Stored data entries
use soroban_sdk::{Address, Env, Vec};

use crate::store::{extend_persistent, DataKey};
use crate::swap::Swap;

/// Ids of the pending swaps `address` is creator or leg owner of.
pub fn swaps_for(env: &Env, address: &Address) -> Vec<u64> {
    env.storage()
        .persistent()
        .get(&DataKey::SwapsFor(address.clone()))
        .unwrap_or_else(|| Vec::new(env))
}

pub fn add(env: &Env, address: &Address, id: u64) {
    let key = DataKey::SwapsFor(address.clone());
    let mut ids = swaps_for(env, address);
    ids.push_back(id);
    env.storage().persistent().set(&key, &ids);
    extend_persistent(env, &key);
}

/// Swap-removes one occurrence of `id`: the last entry takes its slot.
///
/// Returns false when `id` was not indexed for `address`.
pub fn remove(env: &Env, address: &Address, id: u64) -> bool {
    let key = DataKey::SwapsFor(address.clone());
    let mut ids = swaps_for(env, address);
    let Some(position) = ids.first_index_of(id) else {
        return false;
    };
    if let Some(last) = ids.pop_back() {
        if position < ids.len() {
            ids.set(position, last);
        }
    }
    if ids.is_empty() {
        env.storage().persistent().remove(&key);
    } else {
        env.storage().persistent().set(&key, &ids);
        extend_persistent(env, &key);
    }
    true
}

pub fn index_swap(env: &Env, swap: &Swap) {
    for address in swap.participants() {
        add(env, address, swap.id);
    }
}

pub fn unindex_swap(env: &Env, swap: &Swap) {
    for address in swap.participants() {
        remove(env, address, swap.id);
    }
}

◆ Directions for this task ◆
Find every line above where the word "storage" occurs, and copy that line.

◆ Answer to the problem ◆
    env.storage()
    env.storage().persistent().set(&key, &ids);
        env.storage().persistent().remove(&key);
        env.storage().persistent().set(&key, &ids);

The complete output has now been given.